His mouth dry, his tongue thick and sticky. The room dark, too dark, but he saw banks of monitors and watched their steady beat as echoes of his life marched across the screens. He lifted his head, looked for her but she wasn't there now and he felt sad, adrift, cast aside. His head fell back to the pillow and he looked at the glow of instruments on the ceiling, how patterns of his life shifted from blue to green and back again -- all movement, always -- no time to make sense of things.

He hated himself for being attracted to her, this negro woman, but he couldn't help himself. It was like he was drawn to her, then that feeling again, like someone -- something foreign -- was inside, impelling this attraction. Yet hers was such a gentle soul, so unlike his forceful wife.

He tried to remember her, their years together, the son they had. The boy he neglected. Ruth was always the stalwart campaigner, always by his side, and she had turned into a fine First Lady, a much loved figure -- where he was not. Then cancer, the rapid descent and drawn-out death that played out on the news channels, the attention consuming his second year in office. The bounce in the polls, the early re-election campaign -- now eighteen months with two months yet to go -- until the election. Such a fierce battle this time, how unpopular his rolling back the oppositions' agenda had become nationally. The media against him now -- he was the bigot, the dark, ugly face of America -- or so they called him.

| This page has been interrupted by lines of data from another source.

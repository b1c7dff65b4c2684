mod debtor;
mod money;
mod payment;

pub use debtor::{is_valid_debtor_id, DebtorInfo};
pub use money::{CurrencyCode, MoneyAmount};
pub use payment::{
    DebtReduction, Payment, PaymentRecord, ReductionKind, ReturnedProduct, SoldProduct,
    Transaction,
};
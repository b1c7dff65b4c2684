//! Where debtor histories come from.

mod files;
mod mock;

pub use files::{DebtorFile, FileSource};
pub use mock::MockSource;

use serde::Serialize;

use crate::error::Result;
use crate::ledger::Totals;
use crate::model::{DebtorInfo, PaymentRecord};

/// One page request for a debtor's history
#[derive(Debug, Clone, PartialEq, Eq)]
pub struct HistoryQuery {
    pub debtor_id: String,
    pub limit: usize,
    pub offset: usize,
}

/// A page of payment records.
///
/// `total_items` and `totals` cover the debtor's whole history, not just the
/// records on this page.
#[derive(Debug, Clone, PartialEq, Serialize)]
pub struct HistoryPage {
    pub debtor: DebtorInfo,
    pub records: Vec<PaymentRecord>,
    pub total_items: usize,
    pub totals: Totals,
}

pub trait HistorySource {
    fn fetch_history(&self, query: &HistoryQuery) -> Result<HistoryPage>;

    fn debtors(&self) -> Result<Vec<DebtorInfo>>;
}

impl<S: HistorySource + ?Sized> HistorySource for Box<S> {
    fn fetch_history(&self, query: &HistoryQuery) -> Result<HistoryPage> {
        (**self).fetch_history(query)
    }

    fn debtors(&self) -> Result<Vec<DebtorInfo>> {
        (**self).debtors()
    }
}
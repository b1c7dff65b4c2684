use chrono::{DateTime, Utc};
use rust_decimal::Decimal;
use serde::Serialize;
use std::path::{Path, PathBuf};
use tracing::info;

use crate::error::{HistoryError, Result};
use crate::ledger::{record_totals, returned_value, RecordStatus, Totals};
use crate::model::{is_valid_debtor_id, CurrencyCode, DebtorInfo, PaymentRecord};

/// Amounts for one currency as written to the statement
#[derive(Debug, Serialize)]
pub struct CurrencySummary {
    pub currency: CurrencyCode,
    pub owed: Decimal,
    pub paid: Decimal,
    pub reduced: Decimal,
    pub remaining: Decimal,
}

#[derive(Debug, Serialize)]
pub struct StatementRecord<'a> {
    #[serde(flatten)]
    pub record: &'a PaymentRecord,
    pub status: RecordStatus,
    pub totals: Vec<CurrencySummary>,
    pub returned_value: Decimal,
}

/// Complete data for a debtor statement document
#[derive(Debug, Serialize)]
pub struct Statement<'a> {
    pub debtor: &'a DebtorInfo,
    pub generated_at: DateTime<Utc>,
    pub records: Vec<StatementRecord<'a>>,
    pub totals: Vec<CurrencySummary>,
}

fn summarize(totals: &Totals) -> Vec<CurrencySummary> {
    totals
        .iter()
        .map(|(currency, balance)| CurrencySummary {
            currency: currency.clone(),
            owed: balance.owed,
            paid: balance.paid,
            reduced: balance.reduced,
            remaining: balance.remaining(),
        })
        .collect()
}

pub fn build_statement<'a>(
    debtor: &'a DebtorInfo,
    records: &'a [PaymentRecord],
    totals: &Totals,
) -> Statement<'a> {
    let records = records
        .iter()
        .map(|record| {
            let record_totals = record_totals(record);
            StatementRecord {
                record,
                status: record_totals.status(),
                totals: summarize(&record_totals),
                returned_value: returned_value(record),
            }
        })
        .collect();

    Statement {
        debtor,
        generated_at: Utc::now(),
        records,
        totals: summarize(totals),
    }
}

/// File name used for a debtor's statement
pub fn statement_file_name(debtor_id: &str) -> Result<String> {
    if !is_valid_debtor_id(debtor_id) {
        return Err(HistoryError::InvalidDebtorId(debtor_id.to_string()));
    }
    Ok(format!("statement-{debtor_id}.json"))
}

/// Write a statement as JSON into `dir`, returning the file path
pub fn write_statement(
    dir: &Path,
    debtor: &DebtorInfo,
    records: &[PaymentRecord],
    totals: &Totals,
) -> Result<PathBuf> {
    let file_name = statement_file_name(&debtor.id)?;
    let statement = build_statement(debtor, records, totals);
    let json = serde_json::to_string_pretty(&statement)
        .map_err(|e| HistoryError::Export(e.to_string()))?;

    std::fs::create_dir_all(dir)?;
    let path = dir.join(file_name);
    std::fs::write(&path, json)?;

    info!(debtor = %debtor.id, path = %path.display(), "statement exported");
    Ok(path)
}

And maybe he was, but he represented millions of angry voters, voters who'd been disenfranchised by 'experts' and other hangers-on, who Rand called 'second handers' -- when Atlas Shrugged, once upon a time. They'd called him the last best chance to save the country -- and he'd believed them, too -- then the country turned on him when he acted on his promises. There had been calls for his impeachment, riots in several cities on the west coast...then Ruth and her cancer consumed all of them as the nation rallied to her side -- and for a while, to his as well.

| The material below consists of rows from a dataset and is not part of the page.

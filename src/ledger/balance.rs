use rust_decimal::Decimal;
use serde::Serialize;
use std::collections::BTreeMap;
use std::fmt;

use crate::model::{CurrencyCode, MoneyAmount};

/// Owed, paid and reduced amounts in one currency
#[derive(Debug, Clone, Copy, Default, PartialEq, Eq, Serialize)]
pub struct Balance {
    pub owed: Decimal,
    pub paid: Decimal,
    pub reduced: Decimal,
}

impl Balance {
    pub fn remaining(&self) -> Decimal {
        self.owed - self.paid - self.reduced
    }

    pub fn is_settled(&self) -> bool {
        self.remaining() <= Decimal::ZERO
    }
}

#[derive(Debug, Clone, Copy, PartialEq, Eq, Serialize)]
pub enum RecordStatus {
    Paid,
    Outstanding,
}

impl fmt::Display for RecordStatus {
    fn fmt(&self, f: &mut fmt::Formatter<'_>) -> fmt::Result {
        match self {
            Self::Paid => write!(f, "Paid"),
            Self::Outstanding => write!(f, "Outstanding"),
        }
    }
}

/// Balances grouped by currency code. Amounts in different currencies are
/// never added together.
#[derive(Debug, Clone, Default, PartialEq, Eq, Serialize)]
#[serde(transparent)]
pub struct Totals {
    balances: BTreeMap<CurrencyCode, Balance>,
}

impl Totals {
    pub fn new() -> Self {
        Self::default()
    }

    pub fn is_empty(&self) -> bool {
        self.balances.is_empty()
    }

    pub fn get(&self, currency: &CurrencyCode) -> Option<&Balance> {
        self.balances.get(currency)
    }

    /// Balance for a currency, zero when nothing was recorded in it
    pub fn balance(&self, currency: &CurrencyCode) -> Balance {
        self.get(currency).copied().unwrap_or_default()
    }

    pub fn iter(&self) -> impl Iterator<Item = (&CurrencyCode, &Balance)> {
        self.balances.iter()
    }

    pub fn currencies(&self) -> impl Iterator<Item = &CurrencyCode> {
        self.balances.keys()
    }

    pub fn status(&self) -> RecordStatus {
        if self.balances.values().all(Balance::is_settled) {
            RecordStatus::Paid
        } else {
            RecordStatus::Outstanding
        }
    }

    pub fn has_reductions(&self) -> bool {
        self.balances.values().any(|b| b.reduced > Decimal::ZERO)
    }

    pub(crate) fn add_owed(&mut self, amounts: &[MoneyAmount]) {
        for money in amounts {
            self.entry(&money.currency).owed += money.amount;
        }
    }

    pub(crate) fn add_paid(&mut self, amounts: &[MoneyAmount]) {
        for money in amounts {
            self.entry(&money.currency).paid += money.amount;
        }
    }

    pub(crate) fn add_reduced(&mut self, amounts: &[MoneyAmount]) {
        for money in amounts {
            self.entry(&money.currency).reduced += money.amount;
        }
    }

    pub fn merge(&mut self, other: &Totals) {
        for (currency, balance) in other.iter() {
            let entry = self.entry(currency);
            entry.owed += balance.owed;
            entry.paid += balance.paid;
            entry.reduced += balance.reduced;
        }
    }

    fn entry(&mut self, currency: &CurrencyCode) -> &mut Balance {
        self.balances.entry(currency.clone()).or_default()
    }
}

Her funeral? What a spectacle -- the press loved him! How his re-election team used those images to rebuild his base, and how they'd been so skillfully used to draw the evangelicals back into the fold -- once again...

A light came on -- no, something brighter than that -- impossibly bright...then the pain was on him again, incredible, searing pain, in the middle of his chest...pressure...but -- the light?!

The light is causing the pressure! How can that be...?

And then the light was overhead, fierce white light, like a star, the biggest star he has ever seen... Ten times bigger than the sun, and he stared at flares and coronal loops as they leapt into space. One flare burst from the surface and he saw it coming, coming straight at him, but something was wrong...

He reached for the star -- took it in hand, held the light to his face. "It's a gentle heat," he said, and he seemed to understand it wasn't painful at all, yet the object was so very bright -- then there was a man by his side. Not tall, and he was quite fat. A powdered wig on his head, and he recognized the man from somewhere, from some other time.

"Johann?"

The man smiled. "Yes, Wrath?"

"You were with me, in the cathedral."

"I was."

"Where are we?"

"Where? The carnival, of course, where you have always been. Why? Where do you think you are?"